Category Archives: Bed Bug Resources

How Bed Bugs Can Impact Your Job

My friend is understandably upset. Her landlord stopped by this weekend. Bed bugs have been found in one of the units in her apartment complex. Not in her building, thank heavens, but close enough to cause concern.

Of course, my friend is worried about getting bed bugs in her home, but she is more concerned about how this might affect her job. She works as an aide to hospice patients. Should bed bugs spread to her apartment building, she is extremely worried about spreading them to her patients. Skin breakdown is a serious problem for people who are bedridden. For her patients, bed bug bites could cause not only extreme discomfort, but bed sores, which are both painful and very slow to heal.

My friend is afraid that if she tells her employer, she won’t be scheduled to work. Since she supports a four-year-old son, she can’t afford to lose any income. But she wants to be fair to her employer and patients. My friend went round and round all weekend trying to decide how best to handle the situation. This is what she decided to do:

  • Be proactive. She bought bed bug-proof mattress covers for the two beds in her apartment and encased both her mattresses and box springs. (Click the post title to find out more about mattress encasements.) Since my friend has a limited budget, this will protect her mattress from bed bugs by sealing them out. It will also make it easier to spot and kill bed bugs if they invade her apartment. Not only will the little buggers show up against the cover where they can be vacuumed up or smashed, but they won’t be able to hide in her bed.
  • Minimize socialization. She made the decision to minimize social contact with other people in her apartment complex. Not an easy decision for a 26-year-old single mom, but a wise one. Bed bugs are easily spread on clothing and an infected friend could unwittingly bring them into her apartment. Or she could become infected visiting a friend in an infested apartment. Since bed bug activity may be hard to spot in the early stages of an infestation, my friend made a wise, if difficult, choice.
  • Daily inspections. She carefully inspects her body (and her son’s) for welts and her bed for dark smears — both evidence of bed bug activity — every day.
  • Tell your employer. She did tell her employer who, largely because of the proactive measures she had already put into place, was more supportive than she expected.

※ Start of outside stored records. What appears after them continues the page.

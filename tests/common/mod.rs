//! Common test utilities: in-memory fakes for the pipeline capabilities
//!
//! The pipeline is parameterized by four capabilities (stream source,
//! directory, telemetry writer, feed sink). These fakes record every
//! interaction so tests can assert acknowledgment discipline, persisted rows,
//! and published feed messages without a broker or database.

#![allow(dead_code)]

use std::collections::{HashMap, VecDeque};
use std::sync::atomic::{AtomicBool, Ordering};
use std::sync::{Arc, Mutex};

use anyhow::Result;
use async_trait::async_trait;
use chrono::Utc;

use heisenberg::aircraft::{Aircraft, AircraftStatus};
use heisenberg::directory::DirectoryStore;
use heisenberg::feed_publisher::{FeedPublisher, FeedSink};
use heisenberg::geofence::Geofence;
use heisenberg::stream_consumer::StreamEntry;
use heisenberg::stream_source::{RawEntry, StreamSource};
use heisenberg::telemetry::{TelemetryInput, TelemetryRecord};
use heisenberg::telemetry_processor::TelemetryProcessor;
use heisenberg::telemetry_repo::TelemetryWriter;
use heisenberg::threshold::{MetricName, Threshold};

pub const GLOBAL_CHANNEL: &str = "feeds.telemetry.global";
pub const ALERT_CHANNEL: &str = "feeds.telemetry.alerts";
pub const TEST_MAC: &str = "AA:BB:CC:DD:EE:01";

/// Directory fake with the same resolution rules as the Postgres directory.
#[derive(Clone, Default)]
pub struct FakeDirectory {
    pub aircraft: HashMap<String, Aircraft>,
    pub thresholds: Vec<Threshold>,
    pub geofences: Vec<Geofence>,
}

#[async_trait]
impl DirectoryStore for FakeDirectory {
    async fn aircraft_by_mac(&self, mac_address: &str) -> Result<Option<Aircraft>> {
        Ok(self.aircraft.get(mac_address).cloned())
    }

    async fn threshold_for(
        &self,
        aircraft_id: i64,
        metric: MetricName,
    ) -> Result<Option<Threshold>> {
        let specific = self
            .thresholds
            .iter()
            .find(|t| t.aircraft_id == Some(aircraft_id) && t.metric_name == metric.as_str());
        if let Some(threshold) = specific {
            return Ok(Some(threshold.clone()));
        }

        Ok(self
            .thresholds
            .iter()
            .find(|t| t.aircraft_id.is_none() && t.is_default && t.metric_name == metric.as_str())
            .cloned())
    }

    async fn active_geofences(&self) -> Result<Vec<Geofence>> {
        Ok(self
            .geofences
            .iter()
            .filter(|g| g.is_active)
            .cloned()
            .collect())
    }
}

/// Time-series writer fake; can be switched into failure mode.
#[derive(Clone, Default)]
pub struct RecordingWriter {
    pub rows: Arc<Mutex<Vec<TelemetryRecord>>>,
    pub fail: Arc<AtomicBool>,
}

impl RecordingWriter {
    pub fn rows(&self) -> Vec<TelemetryRecord> {
        self.rows.lock().unwrap().clone()
    }

    pub fn set_failing(&self, failing: bool) {
        self.fail.store(failing, Ordering::SeqCst);
    }
}

#[async_trait]
impl TelemetryWriter for RecordingWriter {
    async fn insert(&self, record: &TelemetryRecord) -> Result<()> {
        if self.fail.load(Ordering::SeqCst) {
            anyhow::bail!("time-series store unavailable");
        }
        self.rows.lock().unwrap().push(record.clone());
        Ok(())
    }
}

/// Feed sink fake recording every published message.
#[derive(Clone, Default)]
pub struct RecordingSink {
    pub messages: Arc<Mutex<Vec<(String, Vec<u8>)>>>,
}

impl RecordingSink {
    pub fn messages(&self) -> Vec<(String, Vec<u8>)> {
        self.messages.lock().unwrap().clone()
    }

    pub fn on_channel(&self, channel: &str) -> Vec<serde_json::Value> {
        self.messages()
            .into_iter()
            .filter(|(c, _)| c == channel)
            .map(|(_, payload)| serde_json::from_slice(&payload).unwrap())
            .collect()
    }
}

#[async_trait]
impl FeedSink for RecordingSink {
    async fn publish(&self, channel: &str, payload: Vec<u8>) -> Result<()> {
        self.messages
            .lock()
            .unwrap()
            .push((channel.to_string(), payload));
        Ok(())
    }
}

/// Stream source fake that serves scripted batches and records every ack.
#[derive(Clone, Default)]
pub struct ScriptedSource {
    pub batches: Arc<Mutex<VecDeque<Vec<RawEntry>>>>,
    pub acks: Arc<Mutex<Vec<String>>>,
}

impl ScriptedSource {
    pub fn new(batches: Vec<Vec<RawEntry>>) -> Self {
        Self {
            batches: Arc::new(Mutex::new(batches.into_iter().collect())),
            acks: Arc::new(Mutex::new(Vec::new())),
        }
    }

    pub fn acks(&self) -> Vec<String> {
        self.acks.lock().unwrap().clone()
    }
}

#[async_trait]
impl StreamSource for ScriptedSource {
    async fn ensure_group(&self) -> Result<()> {
        Ok(())
    }

    async fn read_batch(&self, _count: usize) -> Result<Vec<RawEntry>> {
        Ok(self.batches.lock().unwrap().pop_front().unwrap_or_default())
    }

    async fn ack(&self, id: &str) -> Result<()> {
        self.acks.lock().unwrap().push(id.to_string());
        Ok(())
    }
}

pub fn create_test_aircraft(id: i64, mac_address: &str) -> Aircraft {
    Aircraft {
        id,
        mac_address: mac_address.to_string(),
        name: format!("Test Aircraft {id}"),
        current_airport_id: None,
        assigned_pilot_id: None,
        owner_id: 1,
        status: AircraftStatus::Active,
        created_at: Utc::now(),
        updated_at: Utc::now(),
    }
}

pub fn create_max_threshold(
    aircraft_id: Option<i64>,
    metric: MetricName,
    max_value: f64,
) -> Threshold {
    Threshold {
        id: 0,
        aircraft_id,
        metric_name: metric.as_str().to_string(),
        max_value: Some(max_value),
        min_value: None,
        is_default: aircraft_id.is_none(),
        created_at: Utc::now(),
        updated_at: Utc::now(),
    }
}

pub fn create_test_geofence(name: &str, bounds: (f64, f64, f64, f64), is_active: bool) -> Geofence {
    let (min_latitude, max_latitude, min_longitude, max_longitude) = bounds;
    Geofence {
        id: 0,
        name: name.to_string(),
        description: None,
        min_latitude,
        max_latitude,
        min_longitude,
        max_longitude,
        is_active,
        created_at: Utc::now(),
        updated_at: Utc::now(),
    }
}

pub fn create_test_telemetry(lat: f64, lon: f64, ground_speed: f64) -> TelemetryInput {
    TelemetryInput {
        timestamp: 1_700_000_000,
        plane_id: TEST_MAC.to_string(),
        latitude: lat,
        longitude: lon,
        altitude: 1000.0,
        ground_speed,
        heading: 90.0,
        climb_rate: 0.0,
    }
}

pub fn create_stream_entry(id: &str, plane_id: &str, telemetry: TelemetryInput) -> StreamEntry {
    StreamEntry {
        id: id.to_string(),
        plane_id: plane_id.to_string(),
        telemetry,
        received_at: Utc::now(),
    }
}

/// A raw broker entry as the ingester would publish it.
pub fn create_raw_entry(id: &str, plane_id: &str, telemetry: &TelemetryInput) -> RawEntry {
    let payload = serde_json::json!({
        "plane_id": plane_id,
        "data_json": serde_json::to_string(telemetry).unwrap(),
        "received_at": "2023-11-14T22:13:25Z",
    });
    RawEntry {
        id: id.to_string(),
        payload: serde_json::to_vec(&payload).unwrap(),
    }
}

pub fn build_processor(
    directory: FakeDirectory,
    writer: RecordingWriter,
    sink: RecordingSink,
) -> TelemetryProcessor<FakeDirectory, RecordingWriter, RecordingSink> {
    let feeds = FeedPublisher::new(sink, GLOBAL_CHANNEL.to_string(), ALERT_CHANNEL.to_string());
    TelemetryProcessor::new(Arc::new(directory), writer, feeds)
}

If bed bugs spread to her unit, my friend will have to take more drastic steps to protect herself; but for the time being, with the menace two buildings away, she is doing all she can to ensure that neither she nor her patients become infected.

After Vacation: Protecting Your Home from Bed Bugs

When you come home from vacation, maintaining a bed bug-free home may take a little extra work, but it will be worth it. The only thing you want to bring home from vacation is memories — not bed bugs! If you know or suspect that you’ve been exposed to bed bugs during your vacation — or if you just want to be extra careful — follow these steps to prevent them from infesting your home.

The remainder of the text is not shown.